→ Directions for this task
Please return every line in the following data that includes the string "crate".
Content starts
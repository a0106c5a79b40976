//! Game rules for tic-tac-toe.
//!
//! Pure functions over raw board cells. Both the session and the move
//! selector evaluate positions through [`evaluate`], so they agree on
//! which line wins and when a position is drawn.

pub mod draw;
pub mod win;

pub use draw::is_draw;
pub use win::check_winner;

use crate::{Board, GameStatus};

/// Evaluates a board: first completed line wins, otherwise a full board is a draw.
pub fn evaluate(board: &Board) -> GameStatus {
    if let Some((winner, line)) = check_winner(board) {
        GameStatus::Won { winner, line }
    } else if board.is_full() {
        GameStatus::Draw
    } else {
        GameStatus::InProgress
    }
}

#[cfg(test)]
mod tests {
    use super::*;
    use crate::Side;

    #[test]
    fn test_evaluate_statuses() {
        assert_eq!(evaluate(&Board::new()), GameStatus::InProgress);
        assert_eq!(
            evaluate(&"OX.OX.O..".parse().unwrap()),
            GameStatus::Won { winner: Side::O, line: 3 }
        );
        assert_eq!(evaluate(&"XOXOXXOXO".parse().unwrap()), GameStatus::Draw);
    }
}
Content ends
→ Expected output
use crate::{Board, GameStatus};
    use crate::Side;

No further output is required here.